Jeno langsung tersenyum, "he'em, aku kan pernah nganterin kamu ke sini dua kali, jadi ini ketiga kalinya."

Toko perhiasan ini sudah menjadi toko langganan keluarga Jung. Jeha pernah bilang dulu, Ayah Yunho dan Bunda Taeyeon juga membeli cincin pernikahan mereka di sini. Itu berarti toko ini sudah berdiri sejak lama sekali.

Sekarang mereka datang lagi, Jeno dan Jeha. Hanya saja dalam keadaan yang sudah berbeda.

Tak begitu banyak orang di toko itu, hanya dua pasang— entah sepasang kekasih atau suami istri, dan seorang pria paruh baya, sekarang ditambah dirinya dan Jung Jeha.

Keduanya disambut oleh salah satu pegawai wanita yang berpakaian sangat rapi dan juga formal, memberi salam dengan sopan dan juga sedikit berbasa-basi. Jeno hanya mengekor di belakang Jeha sembari mendengarkan, kemudian pegawai itu membawa mereka menuju etalase kaca yang berada di paling ujung.

"Ini adalah koleksi terbaru kami, edisi musim semi, cocok sekali untuk pasangan yang akan menikah bulan-bulan ini. Silahkan tuan dan nyonya sekalian melihat-lihat lebih dulu."

"Terima kasih," Jeha tersenyum, kemudian dia mengulurkan tangannya ke belakang dan menarik-narik ujung jaket Jeno, "Jen menurut kamu bagus yang mana?"

Jeno tidak yakin apakah dia memiliki selera yang baik, jadi dia terlihat agak kikuk ketika Jeha memintanya untuk mendekat dan memilih satu di antara sekian banyaknya model cincin pasangan di dalam etalase.

Pria itu mengulum bibir, menelusuri puluhan cincin pasangan itu dengan netranya. Mereka semua cantik terlihat begitu glamour, namun hanya ada beberapa yang menarik minat Jeno.

"Bisa tolong ambilkan yang ini, ini, dan sebelah kanan atas itu?" Katanya pada Si pegawai.

Perempuan itu tersenyum ramah, "tentu tuan."

Tiga pasang cincin yang dipilih Jeno memiliki model yang hampir serupa, full diamond di sekelilingnya, dan ada satu berlian yang lebih besar di tengah untuk cincin mempelai wanita.

"Ini bagus, kamu suka yang kayak gini kan?" Kata Jeno pada gadis di sampingnya.



"Iya iya! Cantik banget!!"

Jeno tersenyum tipis dan memandang Jung Jeha dari samping, melihat gadis itu tampak berbinar dan sibuk melihat-lihat tiga pasang cincin itu.

Cantik.

"Pilih aja," kata Jeno. Tanpa melepaskan pandangannya, tanpa memudarkan senyumannya.
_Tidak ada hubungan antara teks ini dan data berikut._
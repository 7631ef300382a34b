use serde::{Deserialize, Serialize};

use crate::documents::{DocumentId, Media, Relation};
use crate::href::category_href;

pub const FEATURED_CATEGORIES_HEADING: &str = "Shop by Category";
pub const MAX_FEATURED_CATEGORIES: usize = 6;

/// A product category document.
#[derive(Debug, Clone, PartialEq, Serialize, Deserialize)]
pub struct Category {
    pub id: DocumentId,
    pub title: String,
    #[serde(default)]
    pub slug: Option<String>,
    #[serde(default)]
    pub description: Option<String>,
    #[serde(default)]
    pub image: Option<Relation<Media>>,
}

impl Category {
    #[must_use]
    pub fn link(&self) -> CategoryLink {
        CategoryLink {
            id: self.id.clone(),
            title: self.title.clone(),
            href: category_href(&self.id),
        }
    }
}

/// Category entry for the filter sidebar and footer.
#[derive(Debug, Clone, PartialEq, Eq, Serialize)]
pub struct CategoryLink {
    pub id: DocumentId,
    pub title: String,
    pub href: String,
}

/// The "featured categories" layout block as stored on a page.
#[derive(Debug, Clone, PartialEq, Deserialize)]
pub struct FeaturedCategoriesBlock {
    #[serde(default)]
    pub heading: Option<String>,
    #[serde(default)]
    pub categories: Vec<Relation<Category>>,
}

#[derive(Debug, Clone, PartialEq, Serialize)]
pub struct FeaturedCategory {
    pub id: DocumentId,
    pub title: String,
    pub description: Option<String>,
    pub href: String,
    pub image_url: Option<String>,
    pub image_alt: Option<String>,
}

#[derive(Debug, Clone, PartialEq, Serialize)]
pub struct FeaturedCategoriesView {
    pub heading: String,
    pub categories: Vec<FeaturedCategory>,
}

impl FeaturedCategoriesBlock {
    /// Builds the renderable block, or `None` when no category reference was
    /// populated and the block should be hidden.
    #[must_use]
    pub fn view(&self) -> Option<FeaturedCategoriesView> {
        let categories: Vec<FeaturedCategory> = self
            .categories
            .iter()
            .filter_map(Relation::populated)
            .take(MAX_FEATURED_CATEGORIES)
            .map(|category| {
                let image = category.image.as_ref().and_then(Relation::populated);
                FeaturedCategory {
                    id: category.id.clone(),
                    title: category.title.clone(),
                    description: category.description.clone().filter(|d| !d.is_empty()),
                    href: category_href(&category.id),
                    image_url: image.and_then(|m| m.url.clone()),
                    image_alt: image.and_then(|m| m.alt.clone()),
                }
            })
            .collect();

        if categories.is_empty() {
            return None;
        }

        Some(FeaturedCategoriesView {
            heading: self
                .heading
                .clone()
                .filter(|h| !h.is_empty())
                .unwrap_or_else(|| FEATURED_CATEGORIES_HEADING.to_string()),
            categories,
        })
    }
}

#[cfg(test)]
mod tests {
    use super::*;

    #[test]
    fn category_link_points_at_filtered_shop() {
        let category = Category {
            id: DocumentId::Number(4),
            title: "Hangers".to_string(),
            slug: Some("hangers".to_string()),
            description: None,
            image: None,
        };
        let link = category.link();
        assert_eq!(link.href, "/shop?category=4");
        assert_eq!(link.title, "Hangers");
    }

    #[test]
    fn featured_block_skips_unpopulated_categories() {
        let block: FeaturedCategoriesBlock = serde_json::from_value(serde_json::json!({
            "categories": [
                5,
                {"id": 6, "title": "Chemicals", "description": "", "image": {"id": 1, "url": "/media/chem.jpg", "alt": "Drums"}},
                {"id": 7, "title": "Packaging", "image": 12}
            ]
        }))
        .unwrap();

        let view = block.view().expect("block has populated categories");
        assert_eq!(view.heading, FEATURED_CATEGORIES_HEADING);
        assert_eq!(view.categories.len(), 2);
        assert_eq!(view.categories[0].image_url.as_deref(), Some("/media/chem.jpg"));
        assert!(view.categories[0].description.is_none());
        assert!(view.categories[1].image_url.is_none());
        assert_eq!(view.categories[1].href, "/shop?category=7");
    }

    #[test]
    fn featured_block_hidden_without_populated_categories() {
        let block = FeaturedCategoriesBlock {
            heading: Some("Browse".to_string()),
            categories: vec![Relation::Unpopulated(serde_json::json!(1))],
        };
        assert!(block.view().is_none());
    }

    #[test]
    fn featured_block_caps_category_count() {
        let categories = (0..9)
            .map(|i| {
                Relation::Populated(Category {
                    id: DocumentId::Number(i),
                    title: format!("Category {i}"),
                    slug: None,
                    description: None,
                    image: None,
                })
            })
            .collect();
        let block = FeaturedCategoriesBlock {
            heading: Some("Browse".to_string()),
            categories,
        };
        let view = block.view().unwrap();
        assert_eq!(view.heading, "Browse");
        assert_eq!(view.categories.len(), MAX_FEATURED_CATEGORIES);
    }
}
"Eum, kayaknya antara ini sama yang ini deh, bingung," Jeha memilih cincin yang tepinya sedikit lebih tipis, dan satu lagi yang paling glamour.

Pegawai yang memerhatikan keduanya dari tadi tiba-tiba menyeletuk, "rupanya tuan memiliki selera yang sangat bagus, kelihatannya sangat cocok di jari anda berdua, mau mencobanya dulu?"
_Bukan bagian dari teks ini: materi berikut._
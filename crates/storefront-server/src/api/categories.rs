use axum::{extract::State, Extension, Json};
use storefront_cms::CategoryQuery;
use storefront_core::{Category, CategoryLink};

use crate::middleware::RequestId;

use super::{map_cms_error, ApiError, ApiResponse, AppState};

pub(super) async fn list_categories(
    State(state): State<AppState>,
    Extension(req_id): Extension<RequestId>,
) -> Result<Json<ApiResponse<Vec<CategoryLink>>>, ApiError> {
    let page = state
        .cms
        .find_categories(&CategoryQuery::new(state.config.filter_category_limit))
        .await
        .map_err(|e| map_cms_error(req_id.0.clone(), &e))?;

    let data = page.docs.iter().map(Category::link).collect();
    Ok(Json(ApiResponse::new(req_id.0, data)))
}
Jeno langsung mengerjap beberapa kali, dia tersenyum dengan canggung, "k-kami bukan..."

"Bisa anda coba saja dulu tuan, saya yakin cincinnya akan sangat cocok." Pegawai itu masih tersnyum.

Ah, rupanya pegawai wanita ini salah paham. Padahal kan bukan dia mempelai prianya, bagaimana bisa dia mencoba cincin ini—

Tapi memangnya siapa yang tidak akan salah paham sih?

Lee Jeno, kau datang ke toko perhiasan hanya berdua dengan Jung Jeha untuk membeli cincin pernikahan. Tentu saja itu akan membuat siapapun salah paham karena nampak ambigu.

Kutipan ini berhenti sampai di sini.